I also leaned a lot on my mom. She moved in with us for the first five weeks after N was born (my husband is an angel), and she was great. I had all my ideas about how to take care of a baby, and SHE LET ME BE. She stepped back, even when I knew that the things I was doing were completely opposite what she would do. She had gone through a difficult time postpartum, too, and swore that if her daughters went through the same thing, she would be there for them. And she was. But you know what, she didn't really know that I was going through it, she didn't know I would cry to my husband at night while she watched over N in the next room. What was important is that I knew she was there.
I had a friend. If you are pregnant, I suggest you find a friend who is pregnant, too. If you don't have any, make friends with someone who is. I cannot tell you how big a help this will be. For both pregnancies, that friend was Rheea of Rainy Days and Mom Days. Both our kids were born within six months of each other. So if I was up at 3am, I could always count on Rheea to text back when I texted her. With D, my sister Georgia and I gave birth to our babies just nine days apart, so you can imagine how many hundreds (possibly thousands) of text messages were exchanged between us!

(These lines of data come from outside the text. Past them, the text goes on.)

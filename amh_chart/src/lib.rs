//! AMH reference chart engine: percentile curve interpolation and chart data synthesis.

use std::fmt;

use serde::{Deserialize, Serialize};
use thiserror::Error;

pub mod age;
pub mod config;
pub mod interp;
pub mod patient;
pub mod session;
pub mod source;
pub mod table;

pub use age::{elapsed_years, resolve_age, validate_age, AgeInput, MAX_AGE, MIN_AGE};
pub use config::{ChartConfig, ChartParams};
pub use interp::{InterpolatedCurve, InterpolationPolicy};
pub use patient::{parse_value, AmhUnit, PatientObservation, PatientPointManager, RowSnap};
pub use session::{ChartRenderer, ChartSession, NullRenderer};
pub use source::{DirSource, SampleSource, SampleStore};
pub use table::{ChartRow, ChartTable, Resolution};

#[cfg(feature = "http")]
pub use source::HttpSource;

#[derive(Error, Debug)]
pub enum ChartError {
    #[error("failed to load percentile data: {}", join_failures(.0))]
    DataLoad(Vec<LoadFailure>),
    #[error("missing input: {0}")]
    MissingInput(String),
    #[error("invalid age: {0}")]
    InvalidAge(String),
    #[error("invalid AMH value: {0}")]
    InvalidValue(String),
    #[error("chart is not yet initialized")]
    NotInitialized,
    #[error("invalid parameter: {0}")]
    InvalidParameter(String),
    #[error("render failed: {0}")]
    Render(String),
}

impl ChartError {
    /// User-input errors that abort only the current submission.
    pub fn is_recoverable(&self) -> bool {
        matches!(
            self,
            ChartError::MissingInput(_) | ChartError::InvalidAge(_) | ChartError::InvalidValue(_)
        )
    }
}

/// One band that could not be fetched or parsed.
#[derive(Clone, Debug, PartialEq)]
pub struct LoadFailure {
    pub band: Band,
    pub location: String,
    pub reason: String,
}

impl fmt::Display for LoadFailure {
    fn fmt(&self, f: &mut fmt::Formatter<'_>) -> fmt::Result {
        write!(f, "{} ({}): {}", self.band, self.location, self.reason)
    }
}

fn join_failures(failures: &[LoadFailure]) -> String {
    failures
        .iter()
        .map(|failure| failure.to_string())
        .collect::<Vec<_>>()
        .join("; ")
}

/// Population percentile bands drawn on the chart.
#[derive(Clone, Copy, Debug, Serialize, Deserialize, PartialEq, Eq, PartialOrd, Ord, Hash)]
pub enum Band {
    P10,
    P25,
    P50,
    P75,
    P90,
}

impl Band {
    pub const ALL: [Band; 5] = [Band::P10, Band::P25, Band::P50, Band::P75, Band::P90];

    pub fn percentile(self) -> u8 {
        match self {
            Band::P10 => 10,
            Band::P25 => 25,
            Band::P50 => 50,
            Band::P75 => 75,
            Band::P90 => 90,
        }
    }

    /// Position of the band's column in a chart row.
    pub fn index(self) -> usize {
        match self {
            Band::P10 => 0,
            Band::P25 => 1,
            Band::P50 => 2,
            Band::P75 => 3,
            Band::P90 => 4,
        }
    }

    pub fn label(self) -> String {
        format!("{}%", self.percentile())
    }

    pub fn column_label(self) -> String {
        format!("{}% Percentile", self.percentile())
    }

    /// File name under the data root, e.g. `10th-percentile.json`.
    pub fn file_name(self) -> String {
        format!("{}th-percentile.json", self.percentile())
    }
}

impl fmt::Display for Band {
    fn fmt(&self, f: &mut fmt::Formatter<'_>) -> fmt::Result {
        write!(f, "{}%", self.percentile())
    }
}

/// A single reference measurement: `x` is age in years, `y` is AMH in pmol/L.
#[derive(Clone, Copy, Debug, Serialize, Deserialize, PartialEq)]
pub struct Sample {
    pub x: f64,
    pub y: f64,
}

impl Sample {
    pub fn new(x: f64, y: f64) -> Self {
        Self { x, y }
    }
}

/// Parse a percentile file body (`[{"x": .., "y": ..}, ..]`).
pub fn parse_samples(input: &[u8]) -> Result<Vec<Sample>, String> {
    let samples: Vec<Sample> = serde_json::from_slice(input).map_err(|e| e.to_string())?;
    if let Some(bad) = samples
        .iter()
        .find(|s| !s.x.is_finite() || !s.y.is_finite() || s.x < 0.0)
    {
        return Err(format!("invalid sample x={} y={}", bad.x, bad.y));
    }
    Ok(samples)
}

Our texts wouldn't be heavy or emotional or anything. It was just to let each other know that someone else was there, doing the same thing at the same time. You find great comfort in little things.
3. I am an info junkie. I like to read, read, and read. My husband cannot understand how I can spend hours on the internet, just reading about anything and everything. And so, even before I gave birth, I already knew my hormones would be out of whack. And when they finally went out of whack, it helped that I had somehow expected it, and that I could tell myself that a big part of what I was feeling was caused by my horror-mones, and that things were going to get better.
By the time D came around, looking like this (an old man):
I was a lot more chill as a mom. I had a major cry one night at the hospital, and after that I was fine. (Again, this may not be the case for everyone, so please, I repeat, talk to someone if you're feeling even just a bit blue.)
Let me post a photo of D here, just so you know he turned out looking okay:
Going back to the royal birth.
I am so happy for the Duke and the Duchess of Windsor! Hooray for babies! I truly wish them the best in this new journey.